For our use case, we want to gather "All" data and store the data in the S3 bucket we created in Step 1.
Please choose "Parquet" as Log file format since this makes importing the data a lot easier and improves loading times.
Now we have to wait 24 hours to gather the data. You can check in your S3 bucket that the parquet files are created.
Step 3. Import the data into ClickHouse
To follow along you have three options for getting up and running with ClickHouse:
- ClickHouse Cloud: The official ClickHouse as a service - built by, maintained and supported by the creators of ClickHouse
- Self-managed ClickHouse: ClickHouse can run on any Linux, FreeBSD, or macOS with x86-64, ARM, or PowerPC64LE CPU architecture
- Docker Image: Read the guide with the official image in Docker Hub
All three options will work for this blog post.
Step 3.1: Define the initial table schema for flow logs
Before we import data, we should check the data format and create a table schema. ClickHouse can automatically determine the structure of input data in almost all supported Input formats. The following command shows the table schema for one of our parquet files.

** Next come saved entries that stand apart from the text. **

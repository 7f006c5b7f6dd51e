//! Phone-number canonicalization.
//!
//! Phone fields are free text. One field may hold several numbers
//! (`"555-123-4567 / 555-987-6543"`), an extension (`"x89"`, `"ext. 12"`), or
//! something that is not a number at all. [`format_phone`] turns that into a
//! display string plus a `tel:` link for the first number that can be
//! dialed.
//!
//! # Example
//!
//! ```
//! use rosterline_contact::format_phone;
//!
//! let channel = format_phone("555-123-4567; 1234567 x89");
//! assert_eq!(channel.text, "(555) 123-4567 • 123-4567 x89");
//! assert_eq!(channel.href.as_deref(), Some("tel:+15551234567"));
//! ```

use std::sync::OnceLock;

use regex::Regex;
use serde::{Deserialize, Serialize};

/// Text shown when no phone number was entered.
pub const NO_NUMBER: &str = "No Number Entered.";

const SEGMENT_SEPARATOR: &str = " • ";

/// A formatted phone number ready for display.
#[derive(Debug, Clone, PartialEq, Eq, Serialize, Deserialize)]
pub struct PhoneChannel {
    /// Display text; never empty.
    pub text: String,
    /// `tel:` link for the first dialable number, if any.
    pub href: Option<String>,
}

impl PhoneChannel {
    /// The channel shown when nothing was entered.
    pub fn empty() -> Self {
        Self {
            text: NO_NUMBER.to_string(),
            href: None,
        }
    }

    /// Whether a dialable link was found.
    pub fn is_dialable(&self) -> bool {
        self.href.is_some()
    }
}

fn separator_re() -> &'static Regex {
    static SEPARATOR_RE: OnceLock<Regex> = OnceLock::new();
    SEPARATOR_RE.get_or_init(|| Regex::new(r"[;,/|]+").expect("valid separator regex"))
}

fn extension_re() -> &'static Regex {
    static EXTENSION_RE: OnceLock<Regex> = OnceLock::new();
    EXTENSION_RE.get_or_init(|| {
        Regex::new(r"(?i)\s*(?:ext|x)\.?\s*[:#.\-]?\s*([0-9]{1,6})\s*$")
            .expect("valid extension regex")
    })
}

/// Format a raw phone field.
///
/// Blank input yields [`NO_NUMBER`] with no link. Otherwise the field is
/// split on `;`, `,`, `/` and `|`, each part is formatted on its own, and the
/// parts are joined with a bullet. The link comes from the first part that
/// could be formatted.
pub fn format_phone(raw: &str) -> PhoneChannel {
    if raw.trim().is_empty() {
        return PhoneChannel::empty();
    }

    let segments: Vec<Segment> = separator_re()
        .split(raw)
        .map(str::trim)
        .filter(|s| !s.is_empty())
        .map(format_segment)
        .collect();
    if segments.is_empty() {
        // Only separators, e.g. "; /"
        return PhoneChannel::empty();
    }

    let href = segments.iter().find_map(|s| s.href.clone());
    let text = segments
        .into_iter()
        .map(|s| s.text)
        .collect::<Vec<_>>()
        .join(SEGMENT_SEPARATOR);
    PhoneChannel { text, href }
}

/// Format a phone field that may be missing.
pub fn format_optional(raw: Option<&str>) -> PhoneChannel {
    raw.map(format_phone).unwrap_or_else(PhoneChannel::empty)
}

struct Segment {
    text: String,
    href: Option<String>,
}

fn format_segment(segment: &str) -> Segment {
    let (body, extension) = match extension_re().captures(segment) {
        Some(caps) => {
            let start = caps.get(0).map_or(segment.len(), |m| m.start());
            (&segment[..start], caps.get(1).map(|m| m.as_str()))
        }
        None => (segment, None),
    };

    let digits: String = body.chars().filter(char::is_ascii_digit).collect();
    let national = match digits.len() {
        11 if digits.starts_with('1') => &digits[1..],
        10 | 7 => digits.as_str(),
        _ => {
            log::debug!("phone segment {segment:?} is not a dialable number");
            return Segment {
                text: segment.to_string(),
                href: None,
            };
        }
    };

    let mut text = if national.len() == 10 {
        format!("({}) {}-{}", &national[..3], &national[3..6], &national[6..])
    } else {
        format!("{}-{}", &national[..3], &national[3..])
    };
    let mut href = format!("tel:+1{national}");
    if let Some(ext) = extension {
        text.push_str(&format!(" x{ext}"));
        href.push_str(&format!(",{ext}"));
    }

    Segment {
        text,
        href: Some(href),
    }
}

> clickhouse local --query "DESCRIBE TABLE file('4XXXXXXXXXXX_vpcflowlogs_us-east-2_fl-0dfd338b697dcd99d_20230124T1540Z_c83147c7.log.parquet')" --format=Pretty ┌─name─────────┬─type─────────────┬ │ version │ Nullable(Int32) │ │ account_id │ Nullable(String) │ │ interface_id │ Nullable(String) │ │ srcaddr │ Nullable(String) │ │ dstaddr │ Nullable(String) │ │ srcport │ Nullable(Int32) │ │ dstport │ Nullable(Int32) │ │ protocol │ Nullable(Int32) │ │ packets │ Nullable(Int64) │ │ bytes │ Nullable(Int64) │ │ start │ Nullable(Int64) │ │ end │ Nullable(Int64) │ │ action │ Nullable(String) │ │ log_status │ Nullable(String) │ └──────────────┴──────────────────┴
Based on the DESCRIBE TABLE output we can create an initial table schema for our Flow Logs.
CREATE TABLE IF NOT EXISTS flowlogs_us_east_2 ( `version` Int32 NULL, `account_id` String NULL, `interface_id` String NULL, `srcaddr` String NULL, `dstaddr` String NULL, `srcport` Int32 NULL, `dstport` Int32 NULL, `protocol` Int32 NULL, `packets` Int64 NULL, `bytes` Int64 NULL, `start` Int64 NULL, `end` Int64 NULL, `action` String NULL, `log_status` String NULL ) ENGINE = MergeTree ORDER BY tuple()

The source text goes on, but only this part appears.